═════ Source information ═════

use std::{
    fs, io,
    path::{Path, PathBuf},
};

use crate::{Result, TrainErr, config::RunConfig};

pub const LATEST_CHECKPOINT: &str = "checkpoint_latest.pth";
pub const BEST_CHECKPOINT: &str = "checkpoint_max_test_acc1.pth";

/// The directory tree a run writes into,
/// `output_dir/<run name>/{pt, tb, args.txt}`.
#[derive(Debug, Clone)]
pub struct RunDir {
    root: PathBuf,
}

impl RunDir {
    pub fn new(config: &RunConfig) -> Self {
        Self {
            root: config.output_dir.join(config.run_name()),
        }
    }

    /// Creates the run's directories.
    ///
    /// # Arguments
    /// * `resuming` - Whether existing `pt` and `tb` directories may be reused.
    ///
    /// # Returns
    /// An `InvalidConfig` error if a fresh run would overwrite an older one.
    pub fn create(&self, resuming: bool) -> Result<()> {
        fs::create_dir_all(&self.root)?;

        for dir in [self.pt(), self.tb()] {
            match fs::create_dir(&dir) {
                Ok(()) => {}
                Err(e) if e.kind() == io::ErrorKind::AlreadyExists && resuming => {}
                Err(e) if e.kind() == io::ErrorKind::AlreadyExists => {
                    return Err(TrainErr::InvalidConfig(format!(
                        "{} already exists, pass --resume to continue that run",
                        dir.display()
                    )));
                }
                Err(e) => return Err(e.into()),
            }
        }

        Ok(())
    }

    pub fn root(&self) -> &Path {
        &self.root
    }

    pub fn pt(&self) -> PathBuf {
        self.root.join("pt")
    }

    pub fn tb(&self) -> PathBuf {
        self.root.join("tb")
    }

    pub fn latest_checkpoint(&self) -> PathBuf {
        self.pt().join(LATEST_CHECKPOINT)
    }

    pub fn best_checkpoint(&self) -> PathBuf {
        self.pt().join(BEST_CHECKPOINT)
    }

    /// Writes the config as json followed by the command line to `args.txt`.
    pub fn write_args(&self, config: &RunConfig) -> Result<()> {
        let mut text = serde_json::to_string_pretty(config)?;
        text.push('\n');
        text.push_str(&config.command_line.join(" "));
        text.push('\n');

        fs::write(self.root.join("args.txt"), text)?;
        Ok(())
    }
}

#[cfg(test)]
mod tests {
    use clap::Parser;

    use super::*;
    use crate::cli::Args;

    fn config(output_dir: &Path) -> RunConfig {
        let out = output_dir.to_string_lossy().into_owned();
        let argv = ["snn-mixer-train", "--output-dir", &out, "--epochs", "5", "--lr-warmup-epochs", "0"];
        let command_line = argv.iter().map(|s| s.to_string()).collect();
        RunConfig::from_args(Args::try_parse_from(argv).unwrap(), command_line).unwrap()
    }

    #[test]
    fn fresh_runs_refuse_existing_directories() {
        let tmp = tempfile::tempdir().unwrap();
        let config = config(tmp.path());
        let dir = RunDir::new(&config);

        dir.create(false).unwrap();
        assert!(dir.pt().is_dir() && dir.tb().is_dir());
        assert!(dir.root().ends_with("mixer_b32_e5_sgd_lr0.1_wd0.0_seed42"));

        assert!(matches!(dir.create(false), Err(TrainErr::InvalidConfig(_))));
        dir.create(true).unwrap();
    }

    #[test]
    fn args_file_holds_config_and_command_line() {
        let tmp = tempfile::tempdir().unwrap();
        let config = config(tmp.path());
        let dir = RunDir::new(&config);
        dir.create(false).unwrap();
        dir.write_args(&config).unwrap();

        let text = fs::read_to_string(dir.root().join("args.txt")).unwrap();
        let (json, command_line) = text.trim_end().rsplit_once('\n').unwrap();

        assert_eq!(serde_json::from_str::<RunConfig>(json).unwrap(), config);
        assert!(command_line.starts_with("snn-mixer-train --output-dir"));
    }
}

═════

### Your assignment
Copy the lines above exactly, leaving every word as it is.

### Result below
use std::{
    fs, io,
    path::{Path, PathBuf},
};

use crate::{Result, TrainErr, config::RunConfig};

pub const LATEST_CHECKPOINT: &str = "checkpoint_latest.pth";
pub const BEST_CHECKPOINT: &str = "checkpoint_max_test_acc1.pth";

/// The directory tree a run writes into,
/// `output_dir/<run name>/{pt, tb, args.txt}`.
#[derive(Debug, Clone)]
pub struct RunDir {
    root: PathBuf,
}

impl RunDir {
    pub fn new(config: &RunConfig) -> Self {
        Self {
            root: config.output_dir.join(config.run_name()),
        }
    }

    /// Creates the run's directories.
    ///
    /// # Arguments
    /// * `resuming` - Whether existing `pt` and `tb` directories may be reused.
    ///
    /// # Returns
    /// An `InvalidConfig` error if a fresh run would overwrite an older one.
    pub fn create(&self, resuming: bool) -> Result<()> {
        fs::create_dir_all(&self.root)?;

        for dir in [self.pt(), self.tb()] {
            match fs::create_dir(&dir) {
                Ok(()) => {}
                Err(e) if e.kind() == io::ErrorKind::AlreadyExists && resuming => {}
                Err(e) if e.kind() == io::ErrorKind::AlreadyExists => {
                    return Err(TrainErr::InvalidConfig(format!(
                        "{} already exists, pass --resume to continue that run",
                        dir.display()
                    )));
                }
                Err(e) => return Err(e.into()),
            }
        }

        Ok(())
    }

    pub fn root(&self) -> &Path {
        &self.root
    }

    pub fn pt(&self) -> PathBuf {
        self.root.join("pt")
    }

    pub fn tb(&self) -> PathBuf {
        self.root.join("tb")
    }

    pub fn latest_checkpoint(&self) -> PathBuf {
        self.pt().join(LATEST_CHECKPOINT)
    }

    pub fn best_checkpoint(&self) -> PathBuf {
        self.pt().join(BEST_CHECKPOINT)
    }

    /// Writes the config as json followed by the command line to `args.txt`.
    pub fn write_args(&self, config: &RunConfig) -> Result<()> {
        let mut text = serde_json::to_string_pretty(config)?;
        text.push('\n');
        text.push_str(&config.command_line.join(" "));
        text.push('\n');

        fs::write(self.root.join("args.txt"), text)?;
        Ok(())
    }
}

#[cfg(test)]
mod tests {
    use clap::Parser;

    use super::*;
    use crate::cli::Args;

    fn config(output_dir: &Path) -> RunConfig {
        let out = output_dir.to_string_lossy().into_owned();
        let argv = ["snn-mixer-train", "--output-dir", &out, "--epochs", "5", "--lr-warmup-epochs", "0"];
        let command_line = argv.iter().map(|s| s.to_string()).collect();
        RunConfig::from_args(Args::try_parse_from(argv).unwrap(), command_line).unwrap()
    }

    #[test]
    fn fresh_runs_refuse_existing_directories() {
        let tmp = tempfile::tempdir().unwrap();
        let config = config(tmp.path());
        let dir = RunDir::new(&config);

        dir.create(false).unwrap();
        assert!(dir.pt().is_dir() && dir.tb().is_dir());
        assert!(dir.root().ends_with("mixer_b32_e5_sgd_lr0.1_wd0.0_seed42"));

        assert!(matches!(dir.create(false), Err(TrainErr::InvalidConfig(_))));
        dir.create(true).unwrap();
    }

    #[test]
    fn args_file_holds_config_and_command_line() {
        let tmp = tempfile::tempdir().unwrap();
        let config = config(tmp.path());
        let dir = RunDir::new(&config);
        dir.create(false).unwrap();
        dir.write_args(&config).unwrap();

        let text = fs::read_to_string(dir.root().join("args.txt")).unwrap();
        let (json, command_line) = text.trim_end().rsplit_once('\n').unwrap();

        assert_eq!(serde_json::from_str::<RunConfig>(json).unwrap(), config);
        assert!(command_line.starts_with("snn-mixer-train --output-dir"));
    }
}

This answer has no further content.